La disparition des cotisations patronales familiales marque un tournant
L’offre crée la demande». Fort de ce constat, le président de la République a engagé hier un virage dans son quinquennat en faisant de la restauration des marges des entreprises et de l’appareil productif français l’une de ses priorités, dans le cadre d’un «pacte de responsabilité» signé avec le patronat. Avec une annonce forte: la disparition d’ici à 2017 des cotisations familiales payées par les entreprises et les travailleurs indépendants.
Le chef de l’Etat a aussi promis de «donner de la visibilité aux entreprises» en fixant à l’horizon 2017 «une trajectoire de prélèvements obligatoires» et de moderniser la fiscalité tout en baissant le nombre de taxes.
La suppression des cotisations familiales patronales (65% des ressources de la branche famille) représenterait une baisse de charges de l’ordre de 32 milliards d’euros.

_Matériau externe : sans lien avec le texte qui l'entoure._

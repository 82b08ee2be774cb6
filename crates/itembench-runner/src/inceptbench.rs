//! InceptBench grading-tool scorer.
//!
//! Each item is scored in its own [`ScoringWorkspace`]: the payload is
//! written to `in.json`, the tool is run as
//! `<program> <args..> evaluate <in.json> -o <out.json>`, and the output is
//! read back. Any failure along the way yields `None`.

use std::process::Stdio;
use std::time::{Duration, Instant};

use anyhow::Result;
use async_trait::async_trait;
use serde::Serialize;
use serde_json::Value;
use tokio::process::Command;

use itembench_core::error::truncate_chars;
use itembench_core::model::{GeneratedItem, ResolvedRequest};
use itembench_core::scoring::{extract_evaluation, ScoreOutcome, PASS_THRESHOLD};
use itembench_core::traits::ItemScorer;

use crate::workspace::ScoringWorkspace;

pub const DEFAULT_TIMEOUT: Duration = Duration::from_secs(120);

/// Tool input: a single-item batch.
#[derive(Debug, Serialize)]
pub struct ScoringPayload<'a> {
    pub generated_content: [PayloadItem<'a>; 1],
}

#[derive(Debug, Serialize)]
pub struct PayloadItem<'a> {
    /// The item's id exactly as generated.
    pub id: &'a Value,
    /// The item content, JSON-encoded.
    pub content: String,
    pub request: ResolvedRequest,
}

impl<'a> ScoringPayload<'a> {
    pub fn for_item(item: &'a GeneratedItem) -> Result<Self> {
        Ok(Self {
            generated_content: [PayloadItem {
                id: &item.id,
                content: serde_json::to_string(&item.content)?,
                request: item.request.resolve(),
            }],
        })
    }
}

/// Runs the external grading tool as a subprocess, one item at a time.
pub struct InceptBenchScorer {
    program: String,
    args: Vec<String>,
    timeout: Duration,
    pass_threshold: f64,
}

impl InceptBenchScorer {
    /// `args` go between the program and the `evaluate` subcommand, e.g.
    /// `python3 -m inceptbench`.
    pub fn new(program: impl Into<String>, args: Vec<String>) -> Self {
        Self {
            program: program.into(),
            args,
            timeout: DEFAULT_TIMEOUT,
            pass_threshold: PASS_THRESHOLD,
        }
    }

    pub fn with_timeout(mut self, timeout: Duration) -> Self {
        self.timeout = timeout;
        self
    }

    pub fn with_pass_threshold(mut self, threshold: f64) -> Self {
        self.pass_threshold = threshold;
        self
    }

    /// Run the tool on one item and return its raw evaluation.
    pub async fn evaluate(&self, item: &GeneratedItem) -> Option<Value> {
        let id = item.display_id();
        let workspace = match ScoringWorkspace::new() {
            Ok(ws) => ws,
            Err(e) => {
                tracing::warn!("scoring skipped for {id}: {e:#}");
                return None;
            }
        };

        let input = match ScoringPayload::for_item(item).and_then(|p| workspace.write_input(&p)) {
            Ok(path) => path,
            Err(e) => {
                tracing::warn!("scoring skipped for {id}: {e:#}");
                return None;
            }
        };
        let output = workspace.output_path();

        let mut cmd = Command::new(&self.program);
        cmd.args(&self.args)
            .arg("evaluate")
            .arg(&input)
            .arg("-o")
            .arg(&output)
            .stdin(Stdio::null())
            .stdout(Stdio::piped())
            .stderr(Stdio::piped())
            .kill_on_drop(true);

        let start = Instant::now();
        let result = match tokio::time::timeout(self.timeout, cmd.output()).await {
            Err(_) => {
                tracing::warn!(
                    "grading tool timed out after {}s for {}",
                    self.timeout.as_secs_f64(),
                    id
                );
                return None;
            }
            Ok(Err(e)) => {
                tracing::warn!("failed to run grading tool '{}': {e}", self.program);
                return None;
            }
            Ok(Ok(result)) => result,
        };

        if !result.status.success() {
            let stderr = String::from_utf8_lossy(&result.stderr);
            tracing::warn!(
                status = %result.status,
                "grading tool failed for {}: {}",
                id,
                truncate_chars(stderr.trim(), 200)
            );
            return None;
        }
        tracing::debug!(
            id = %id,
            elapsed_ms = start.elapsed().as_millis() as u64,
            "grading tool finished"
        );

        let doc = workspace.read_output()?;
        extract_evaluation(&doc, &id)
    }
}

#[async_trait]
impl ItemScorer for InceptBenchScorer {
    fn name(&self) -> &str {
        "inceptbench"
    }

    async fn score(&self, item: &GeneratedItem) -> Option<ScoreOutcome> {
        let evaluation = self.evaluate(item).await?;
        Some(ScoreOutcome::with_threshold(evaluation, self.pass_threshold))
    }
}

Au 1er janvier, le taux de cotisation a déjà été abaissé de 0,15 point, à 5,25% de la masse salariale, une réduction financée par la hausse de la TVA, donc par les ménages.
Reste à tenir les promesses et à faire entrer ces baisses de charges dans un cadrage budgétaire global. François Hollande n’a pas précisé comment sera financée ensuite la branche famille. Les discussions autour du pacte de responsabilité avec les entreprises s’ouvriront le 21 janvier et accoucheront à l’automne d’une loi de programmation pour 2015-2017. L’allègement englobe le complexe Crédit d’impôt compétitivité emploi (CICE), voté en 2012 et qui correspondait à une baisse de charges de 20 milliards d’euros en rythme de croisière en 2015. Il pourrait disparaître en 2016. «La discussion portera sur le Cice et sur la manière dont il s’inscrit dans ce processus», a indiqué hier François Hollande.
Le solde de l’allègement proviendrait d’une baisse des dépenses. Le chef de l’Etat a annoncé un objectif de 50 milliards d'économies dans les trois ans: 18 milliards en 2015 et 2016 et 17 milliards en 2017, qui s’ajouteront aux 15 milliards budgétés cette année. Les collectivités locales et les dépenses sociales seront touchées.
En attendant d’engranger ces économies, deux nouveaux comités verront le jour. Un conseil stratégique de la dépense se réunira tous les mois pour évaluer les politiques publiques, ce qui rappelle la défunte RGPP lancée par Nicolas Sarkozy. Et un «observatoire des contreparties» chiffrées qui seront demandées aux entreprises en matière d’emploi ou encore de dialogue social sera mis sur pied.